I'm translating Barbara Reynolds’ latest biography of Dante. (Most of it is readable in English here, and the Hungarian edition will appear at the Christmas book fair from Európa Publishing). It’s a superb book. Its author, who spent her entire life studying and translating Dante—and about whom I’d like to share a few captivating details in a future post—decided at the age of ninety-two to “read through all of Dante’s works once more, free from any preconceptions,” and based on that, “paints a picture of Dante—the poet, the political thinker, and the man—that no one has done before.” She succeeds brilliantly. As a student of Italian, I didn’t learn as much about Dante in three years of “lectura Dantis” as I did from this book. That may not be high praise for anyone familiar with the quality of the Italian Department in Budapest, but even for them, it will be a dizzying leap in quality: at last, there will be one really good book they’ll actually read over five years.

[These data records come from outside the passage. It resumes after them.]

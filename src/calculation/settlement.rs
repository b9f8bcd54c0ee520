//! Monetary settlement.
//!
//! Converts each room's total usage into money. Every raw share is the exact
//! rational `total_money * total_usage / total_electricity`, rounded once to
//! the currency's minor unit; the rounding residual is then folded back in
//! so the per-room amounts add up to the bill.

use std::cmp::Reverse;
use std::collections::BTreeMap;

use rust_decimal::{Decimal, RoundingStrategy};

use crate::error::{EngineError, EngineResult};
use crate::models::{AuditStep, AuditWarning, RoomId};

use super::apportionment::round_half_even;
use super::usage_json;

/// The result of settling money per room, including the audit step.
#[derive(Debug, Clone)]
pub struct Settlement {
    /// Amount owed per room, in minor currency units.
    pub money: BTreeMap<RoomId, i64>,
    /// Minor units added (positive) or removed (negative) after rounding.
    pub residual: i64,
    /// Money attributable to the shared electricity (informational).
    pub shared_money: i64,
    /// Warnings raised while settling.
    pub warnings: Vec<AuditWarning>,
    /// The audit step recording this stage.
    pub audit_step: AuditStep,
}

/// Settles the bill across rooms in proportion to their total usage.
///
/// Each share is rounded half-to-even. The residual (`total_money` minus the
/// rounded sum) goes to the room with the largest `total_usage`, ties to the
/// lower room id. A negative residual that would take that room below zero
/// spills over to the next room in the same order.
///
/// # Arguments
///
/// * `total_money` - The bill, in minor currency units
/// * `total_electricity` - The electricity total the usage adds up to
/// * `total_usage` - Direct plus shared usage per room
/// * `shared_total` - Shared electricity, used for the informational `shared_money`
/// * `step_number` - The step number for audit trail sequencing
///
/// # Errors
///
/// - `ZeroElectricityTotal` if `total_electricity` is zero
/// - `InvalidBillingPeriod` if either total is out of range
/// - `EmptyRoomSet` if `total_usage` is empty
///
/// # Example
///
/// ```
/// use std::collections::BTreeMap;
/// use allocation_engine::calculation::settle;
///
/// let usage = BTreeMap::from([(1, 1), (2, 1), (3, 1)]);
/// let settlement = settle(1000, 3, &usage, 0, 3).unwrap();
///
/// // 333.33 each rounds to 333; the missing unit goes to room 1.
/// assert_eq!(settlement.money[&1], 334);
/// assert_eq!(settlement.money[&2], 333);
/// assert_eq!(settlement.money[&3], 333);
/// assert_eq!(settlement.residual, 1);
/// ```
pub fn settle(
    total_money: i64,
    total_electricity: i64,
    total_usage: &BTreeMap<RoomId, i64>,
    shared_total: i64,
    step_number: u32,
) -> EngineResult<Settlement> {
    if total_electricity == 0 {
        return Err(EngineError::ZeroElectricityTotal);
    }
    if total_electricity < 0 {
        return Err(EngineError::InvalidBillingPeriod {
            field: "totalElectricity".to_string(),
            message: format!("{} must be greater than zero", total_electricity),
        });
    }
    if total_money <= 0 {
        return Err(EngineError::InvalidBillingPeriod {
            field: "totalMoney".to_string(),
            message: format!("{} must be greater than zero", total_money),
        });
    }
    if total_usage.is_empty() {
        return Err(EngineError::EmptyRoomSet);
    }

    let denominator = i128::from(total_electricity);
    let mut rounded: BTreeMap<RoomId, i128> = BTreeMap::new();
    for (room_id, usage) in total_usage {
        let numerator = i128::from(total_money) * i128::from(*usage);
        rounded.insert(*room_id, round_half_even(numerator, denominator));
    }

    let rounded_sum: i128 = rounded.values().sum();
    let residual = i128::from(total_money) - rounded_sum;

    // Largest usage first, lower room id on ties.
    let mut order: Vec<RoomId> = total_usage.keys().copied().collect();
    order.sort_by_key(|id| (Reverse(total_usage[id]), *id));

    let mut warnings = Vec::new();
    let mut adjusted_rooms = Vec::new();
    if residual > 0 {
        if let Some(amount) = rounded.get_mut(&order[0]) {
            *amount += residual;
        }
        adjusted_rooms.push(order[0]);
    } else if residual < 0 {
        let mut outstanding = -residual;
        for room_id in &order {
            if outstanding == 0 {
                break;
            }
            if let Some(amount) = rounded.get_mut(room_id) {
                let taken = outstanding.min(*amount);
                if taken > 0 {
                    *amount -= taken;
                    outstanding -= taken;
                    adjusted_rooms.push(*room_id);
                }
            }
        }
        if outstanding != 0 {
            return Err(EngineError::CalculationError {
                message: format!("rounding residual of {} could not be reconciled", residual),
            });
        }
        if adjusted_rooms.len() > 1 {
            warnings.push(AuditWarning::new(
                "RESIDUAL_SPILLED",
                format!(
                    "Rounding residual of {} spread over rooms {:?} to keep every amount non-negative",
                    residual, adjusted_rooms
                ),
                "low",
            ));
        }
    }

    let money = rounded
        .into_iter()
        .map(|(room_id, amount)| {
            i64::try_from(amount)
                .map(|amount| (room_id, amount))
                .map_err(|_| EngineError::CalculationError {
                    message: format!("settled amount for room {} out of range", room_id),
                })
        })
        .collect::<EngineResult<BTreeMap<RoomId, i64>>>()?;

    let shared_money = i64::try_from(round_half_even(
        i128::from(total_money) * i128::from(shared_total.max(0)),
        denominator,
    ))
    .map_err(|_| EngineError::CalculationError {
        message: "shared money out of range".to_string(),
    })?;

    let residual = residual as i64;

    let audit_step = AuditStep {
        step_number,
        rule_id: "settlement".to_string(),
        rule_name: "Monetary Settlement".to_string(),
        input: serde_json::json!({
            "total_money": total_money,
            "total_electricity": total_electricity,
            "total_usage": usage_json(total_usage),
            "rounding": "half_even"
        }),
        output: serde_json::json!({
            "money": usage_json(&money),
            "residual": residual,
            "residual_rooms": adjusted_rooms,
            "shared_money": shared_money
        }),
        reasoning: if residual == 0 {
            format!(
                "{} split over {} units by usage; rounded shares already sum to the bill",
                total_money, total_electricity
            )
        } else {
            format!(
                "{} split over {} units by usage; rounding residual of {} applied to room {}",
                total_money, total_electricity, residual, order[0]
            )
        },
    };

    Ok(Settlement {
        money,
        residual,
        shared_money,
        warnings,
        audit_step,
    })
}

/// Computes the price of one unit of electricity for display.
///
/// The exact quotient is rounded half-to-even to `scale` decimal places.
///
/// # Example
///
/// ```
/// use allocation_engine::calculation::price_per_unit;
/// use rust_decimal::Decimal;
/// use std::str::FromStr;
///
/// let price = price_per_unit(1000, 3, 4).unwrap();
/// assert_eq!(price, Decimal::from_str("333.3333").unwrap());
/// ```
pub fn price_per_unit(total_money: i64, total_electricity: i64, scale: u32) -> EngineResult<Decimal> {
    if total_electricity == 0 {
        return Err(EngineError::ZeroElectricityTotal);
    }

    Decimal::from(total_money)
        .checked_div(Decimal::from(total_electricity))
        .map(|price| price.round_dp_with_strategy(scale, RoundingStrategy::MidpointNearestEven))
        .ok_or_else(|| EngineError::CalculationError {
            message: format!(
                "price per unit {} / {} could not be represented",
                total_money, total_electricity
            ),
        })
}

One of the book’s most remarkable—and rare—achievements is that it is enjoyable for both experts and general readers. It presents the hopelessly complex politics of contemporary Italy—fundamentally shaping Dante’s career and writings—clearly and concisely, alongside the poet’s own life and worldview, and it traces the often nearly incomprehensible path and episodes of the Divine Comedy. Anyone who reads this book can approach the Comedy with a light heart. The choking dark forest of unmentioned names and unnamed events no longer intimidates; seeing all clearly, one can fully immerse in the literary and human subtleties of the work, which Reynolds frequently highlights. And, as she notes herself, “almost every chapter contains new ideas and observations, some of which are radical and contradict the current scholarly consensus.” Some of these may be debatable—I’ll return to them in future posts—but most are well-founded and thought-provoking.
While translating the chapter on the Ninth Circle of Hell, I briefly thought I might contribute my own observations. Here Dante and Virgil reach the bottom of Hell, the Earth’s center, where Lucifer, king of demons, personally torments the worst sinners: those who betrayed their benefactors. Among them, the three greatest are Judas, Brutus, and Cassius, who betrayed Christ and the God-ordained empire, and whom Lucifer tears at with his own mouth for all eternity.
Suloni Robertson: The Ninth Circle of Hell (online version).
Above, the four Tuscan traitors Dante speaks with,
below, the three-faced Lucifer tearing Judas, Brutus, and Cassius.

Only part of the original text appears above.